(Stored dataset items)
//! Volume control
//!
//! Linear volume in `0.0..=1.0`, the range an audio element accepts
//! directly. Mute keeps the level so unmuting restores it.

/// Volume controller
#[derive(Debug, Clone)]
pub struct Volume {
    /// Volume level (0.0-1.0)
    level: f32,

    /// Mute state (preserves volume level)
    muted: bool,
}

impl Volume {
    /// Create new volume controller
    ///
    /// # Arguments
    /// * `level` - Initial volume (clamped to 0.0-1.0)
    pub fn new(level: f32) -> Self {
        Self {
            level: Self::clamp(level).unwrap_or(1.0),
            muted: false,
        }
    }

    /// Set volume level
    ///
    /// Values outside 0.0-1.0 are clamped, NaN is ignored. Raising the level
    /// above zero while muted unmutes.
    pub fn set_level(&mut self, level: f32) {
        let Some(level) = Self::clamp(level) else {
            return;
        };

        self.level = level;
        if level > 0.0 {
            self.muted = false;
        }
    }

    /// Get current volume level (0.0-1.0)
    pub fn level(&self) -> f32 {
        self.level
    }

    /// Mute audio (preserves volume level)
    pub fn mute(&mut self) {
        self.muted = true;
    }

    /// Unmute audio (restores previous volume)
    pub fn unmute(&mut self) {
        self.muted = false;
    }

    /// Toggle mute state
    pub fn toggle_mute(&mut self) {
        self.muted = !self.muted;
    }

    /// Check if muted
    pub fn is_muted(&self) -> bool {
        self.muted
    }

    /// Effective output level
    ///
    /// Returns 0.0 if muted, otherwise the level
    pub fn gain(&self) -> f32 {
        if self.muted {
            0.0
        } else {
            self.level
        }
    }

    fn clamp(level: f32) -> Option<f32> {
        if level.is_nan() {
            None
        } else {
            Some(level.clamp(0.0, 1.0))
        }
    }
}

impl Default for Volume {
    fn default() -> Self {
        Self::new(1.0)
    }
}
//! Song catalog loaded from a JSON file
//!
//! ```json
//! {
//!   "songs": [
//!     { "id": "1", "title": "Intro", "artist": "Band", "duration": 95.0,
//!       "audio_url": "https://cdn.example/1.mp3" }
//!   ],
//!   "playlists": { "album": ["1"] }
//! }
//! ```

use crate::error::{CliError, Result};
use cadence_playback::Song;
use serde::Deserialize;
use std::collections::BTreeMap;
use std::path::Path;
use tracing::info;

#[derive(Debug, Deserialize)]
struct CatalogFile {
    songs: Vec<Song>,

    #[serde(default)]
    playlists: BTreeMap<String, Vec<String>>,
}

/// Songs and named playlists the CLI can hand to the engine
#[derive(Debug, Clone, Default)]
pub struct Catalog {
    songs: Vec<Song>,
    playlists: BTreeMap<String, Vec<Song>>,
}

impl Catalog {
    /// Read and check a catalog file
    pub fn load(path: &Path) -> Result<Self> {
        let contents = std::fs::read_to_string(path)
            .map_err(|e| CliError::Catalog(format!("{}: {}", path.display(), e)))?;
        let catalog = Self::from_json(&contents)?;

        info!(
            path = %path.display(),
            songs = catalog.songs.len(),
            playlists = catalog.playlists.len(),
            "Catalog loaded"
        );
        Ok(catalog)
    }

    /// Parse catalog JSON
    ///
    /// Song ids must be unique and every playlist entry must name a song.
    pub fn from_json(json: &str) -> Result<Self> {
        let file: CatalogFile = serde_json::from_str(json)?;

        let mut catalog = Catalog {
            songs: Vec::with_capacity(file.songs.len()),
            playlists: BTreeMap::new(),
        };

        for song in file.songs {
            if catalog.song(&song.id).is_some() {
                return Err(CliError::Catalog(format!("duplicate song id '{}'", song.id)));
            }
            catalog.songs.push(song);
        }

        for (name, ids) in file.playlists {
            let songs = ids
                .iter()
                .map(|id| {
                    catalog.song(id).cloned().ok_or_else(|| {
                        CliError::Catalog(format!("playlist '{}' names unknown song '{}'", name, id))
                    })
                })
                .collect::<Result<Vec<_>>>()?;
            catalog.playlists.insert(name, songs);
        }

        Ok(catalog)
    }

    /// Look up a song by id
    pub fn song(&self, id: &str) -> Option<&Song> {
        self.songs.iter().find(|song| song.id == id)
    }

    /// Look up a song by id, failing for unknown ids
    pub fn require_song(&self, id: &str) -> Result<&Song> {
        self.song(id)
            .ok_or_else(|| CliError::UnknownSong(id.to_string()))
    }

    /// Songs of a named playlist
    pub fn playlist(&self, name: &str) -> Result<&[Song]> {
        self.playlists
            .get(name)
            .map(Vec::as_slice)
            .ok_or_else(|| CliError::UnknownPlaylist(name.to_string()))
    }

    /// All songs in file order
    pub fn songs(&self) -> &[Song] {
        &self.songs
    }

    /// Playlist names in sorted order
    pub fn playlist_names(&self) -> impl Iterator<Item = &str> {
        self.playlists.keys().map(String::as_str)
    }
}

[WHAT YOU NEED TO DO]
Please return all of the entries exactly as they were given.

[COMPLETED TASK]
//! Volume control
//!
//! Linear volume in `0.0..=1.0`, the range an audio element accepts
//! directly. Mute keeps the level so unmuting restores it.

/// Volume controller
#[derive(Debug, Clone)]
pub struct Volume {
    /// Volume level (0.0-1.0)
    level: f32,

    /// Mute state (preserves volume level)
    muted: bool,
}

impl Volume {
    /// Create new volume controller
    ///
    /// # Arguments
    /// * `level` - Initial volume (clamped to 0.0-1.0)
    pub fn new(level: f32) -> Self {
        Self {
            level: Self::clamp(level).unwrap_or(1.0),
            muted: false,
        }
    }

    /// Set volume level
    ///
    /// Values outside 0.0-1.0 are clamped, NaN is ignored. Raising the level
    /// above zero while muted unmutes.
    pub fn set_level(&mut self, level: f32) {
        let Some(level) = Self::clamp(level) else {
            return;
        };

        self.level = level;
        if level > 0.0 {
            self.muted = false;
        }
    }

    /// Get current volume level (0.0-1.0)
    pub fn level(&self) -> f32 {
        self.level
    }

    /// Mute audio (preserves volume level)
    pub fn mute(&mut self) {
        self.muted = true;
    }

    /// Unmute audio (restores previous volume)
    pub fn unmute(&mut self) {
        self.muted = false;
    }

    /// Toggle mute state
    pub fn toggle_mute(&mut self) {
        self.muted = !self.muted;
    }

    /// Check if muted
    pub fn is_muted(&self) -> bool {
        self.muted
    }

    /// Effective output level
    ///
    /// Returns 0.0 if muted, otherwise the level
    pub fn gain(&self) -> f32 {
        if self.muted {
            0.0
        } else {
            self.level
        }
    }

    fn clamp(level: f32) -> Option<f32> {
        if level.is_nan() {
            None
        } else {
            Some(level.clamp(0.0, 1.0))
        }
    }
}

impl Default for Volume {
    fn default() -> Self {
        Self::new(1.0)
    }
}
//! Song catalog loaded from a JSON file
//!
//! ```json
//! {
//!   "songs": [
//!     { "id": "1", "title": "Intro", "artist": "Band", "duration": 95.0,
//!       "audio_url": "https://cdn.example/1.mp3" }
//!   ],
//!   "playlists": { "album": ["1"] }
//! }
//! ```

use crate::error::{CliError, Result};
use cadence_playback::Song;
use serde::Deserialize;
use std::collections::BTreeMap;
use std::path::Path;
use tracing::info;

#[derive(Debug, Deserialize)]
struct CatalogFile {
    songs: Vec<Song>,

    #[serde(default)]
    playlists: BTreeMap<String, Vec<String>>,
}

/// Songs and named playlists the CLI can hand to the engine
#[derive(Debug, Clone, Default)]
pub struct Catalog {
    songs: Vec<Song>,
    playlists: BTreeMap<String, Vec<Song>>,
}

impl Catalog {
    /// Read and check a catalog file
    pub fn load(path: &Path) -> Result<Self> {
        let contents = std::fs::read_to_string(path)
            .map_err(|e| CliError::Catalog(format!("{}: {}", path.display(), e)))?;
        let catalog = Self::from_json(&contents)?;

        info!(
            path = %path.display(),
            songs = catalog.songs.len(),
            playlists = catalog.playlists.len(),
            "Catalog loaded"
        );
        Ok(catalog)
    }

    /// Parse catalog JSON
    ///
    /// Song ids must be unique and every playlist entry must name a song.
    pub fn from_json(json: &str) -> Result<Self> {
        let file: CatalogFile = serde_json::from_str(json)?;

        let mut catalog = Catalog {
            songs: Vec::with_capacity(file.songs.len()),
            playlists: BTreeMap::new(),
        };

        for song in file.songs {
            if catalog.song(&song.id).is_some() {
                return Err(CliError::Catalog(format!("duplicate song id '{}'", song.id)));
            }
            catalog.songs.push(song);
        }

        for (name, ids) in file.playlists {
            let songs = ids
                .iter()
                .map(|id| {
                    catalog.song(id).cloned().ok_or_else(|| {
                        CliError::Catalog(format!("playlist '{}' names unknown song '{}'", name, id))
                    })
                })
                .collect::<Result<Vec<_>>>()?;
            catalog.playlists.insert(name, songs);
        }

        Ok(catalog)
    }

    /// Look up a song by id
    pub fn song(&self, id: &str) -> Option<&Song> {
        self.songs.iter().find(|song| song.id == id)
    }

    /// Look up a song by id, failing for unknown ids
    pub fn require_song(&self, id: &str) -> Result<&Song> {
        self.song(id)
            .ok_or_else(|| CliError::UnknownSong(id.to_string()))
    }

    /// Songs of a named playlist
    pub fn playlist(&self, name: &str) -> Result<&[Song]> {
        self.playlists
            .get(name)
            .map(Vec::as_slice)
            .ok_or_else(|| CliError::UnknownPlaylist(name.to_string()))
    }

    /// All songs in file order
    pub fn songs(&self) -> &[Song] {
        &self.songs
    }

    /// Playlist names in sorted order
    pub fn playlist_names(&self) -> impl Iterator<Item = &str> {
        self.playlists.keys().map(String::as_str)
    }
}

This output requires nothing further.